(Beginning of DATA RECORDS)

// Copyright 2024 RustFS Team
//
// Licensed under the Apache License, Version 2.0 (the "License");
// you may not use this file except in compliance with the License.
// You may obtain a copy of the License at
//
//     http://www.apache.org/licenses/LICENSE-2.0
//
// Unless required by applicable law or agreed to in writing, software
// distributed under the License is distributed on an "AS IS" BASIS,
// WITHOUT WARRANTIES OR CONDITIONS OF ANY KIND, either express or implied.
// See the License for the specific language governing permissions and
// limitations under the License.

mod eventbus;
mod function;
mod queue;
mod topic;

pub use eventbus::EventBusNotifier;
pub use function::FunctionNotifier;
pub use queue::QueueNotifier;
pub use topic::TopicNotifier;

use crate::error::{NotificationError, ValidationError};
use crate::event::{EventContext, RequestInfo};
use crate::payload::PayloadOptions;
use crate::rules::{TargetConfiguration, matches_event, matches_filter};
use crate::services::ServiceAvailability;
use crate::verify::{BucketVerificationContext, validate_entry};
use async_trait::async_trait;
use s3notify_targets::{DeliveryRequest, DestinationKind, DestinationTransport};
use std::fmt;
use std::sync::Arc;
use tracing::{debug, error};

/// What every notifier needs: a transport, the service switchboard and the
/// payload settings.
#[derive(Clone)]
pub struct NotifierBackend {
    pub transport: Arc<dyn DestinationTransport>,
    pub services: Arc<dyn ServiceAvailability>,
    pub options: PayloadOptions,
}

impl NotifierBackend {
    pub fn new(
        transport: Arc<dyn DestinationTransport>,
        services: Arc<dyn ServiceAvailability>,
        options: PayloadOptions,
    ) -> Self {
        Self {
            transport,
            services,
            options,
        }
    }
}

impl fmt::Debug for NotifierBackend {
    fn fmt(&self, f: &mut fmt::Formatter<'_>) -> fmt::Result {
        f.debug_struct("NotifierBackend")
            .field("transport", &self.transport.name())
            .field("options", &self.options)
            .finish_non_exhaustive()
    }
}

/// A built message bound to its transport, ready to be handed to a worker.
pub struct Delivery {
    transport: Arc<dyn DestinationTransport>,
    request: DeliveryRequest,
    bucket_name: String,
}

impl Delivery {
    pub fn new(transport: Arc<dyn DestinationTransport>, request: DeliveryRequest, bucket_name: &str) -> Self {
        Self {
            transport,
            request,
            bucket_name: bucket_name.to_string(),
        }
    }

    pub fn request(&self) -> &DeliveryRequest {
        &self.request
    }

    /// Sends the message. Failures are logged and dropped.
    pub async fn run(self) {
        let kind = self.request.message.kind();
        let destination = self.request.message.destination();
        match self.transport.send(self.request).await {
            Ok(()) => debug!("Delivered notification for bucket {} to {} {}", self.bucket_name, kind, destination),
            Err(e) => error!(
                "Unable to send notification for S3 bucket \"{}\" to {} \"{}\": {}",
                self.bucket_name, kind, destination, e
            ),
        }
    }
}

/// Matching, validation and delivery for one destination kind.
#[async_trait]
pub trait Notifier: Send + Sync {
    fn kind(&self) -> DestinationKind;

    /// Whether `entry` selects the event and its key passes the entry's filter.
    fn should_notify(&self, ctx: &EventContext, entry: &TargetConfiguration) -> bool {
        matches_event(&entry.events, ctx.event_type.as_str()) && matches_filter(entry.filter.as_ref(), &ctx.key_name)
    }

    /// Validates and normalizes every entry, stopping at the first failure.
    async fn validate(
        &self,
        entries: &mut [TargetConfiguration],
        skip_destination_validation: bool,
        request: &RequestInfo,
        bucket_name: &str,
    ) -> Result<(), ValidationError> {
        for entry in entries.iter_mut() {
            validate_entry(self, entry, skip_destination_validation, request, bucket_name).await?;
        }
        Ok(())
    }

    /// Proves that `target_arn` exists and accepts messages from the bucket.
    async fn verify_target(&self, target_arn: &str, ctx: &BucketVerificationContext<'_>) -> Result<(), ValidationError>;

    /// Builds the destination message for `ctx` without sending it.
    fn build_delivery(&self, ctx: &EventContext, entry: &TargetConfiguration) -> Result<Delivery, NotificationError>;

    /// Builds and sends the notification. Nothing is reported back.
    async fn notify(&self, ctx: &EventContext, entry: &TargetConfiguration) {
        match self.build_delivery(ctx, entry) {
            Ok(delivery) => delivery.run().await,
            Err(e) => error!(
                "Unable to build {} notification for S3 bucket \"{}\": {}",
                self.kind(),
                ctx.bucket_name,
                e
            ),
        }
    }
}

(End of DATA RECORDS)

WHAT THE TASK REQUIRES
Could you return all lines from the data above that contain the string "await"?

WORKED SOLUTION
        match self.transport.send(self.request).await {
            validate_entry(self, entry, skip_destination_validation, request, bucket_name).await?;
            Ok(delivery) => delivery.run().await,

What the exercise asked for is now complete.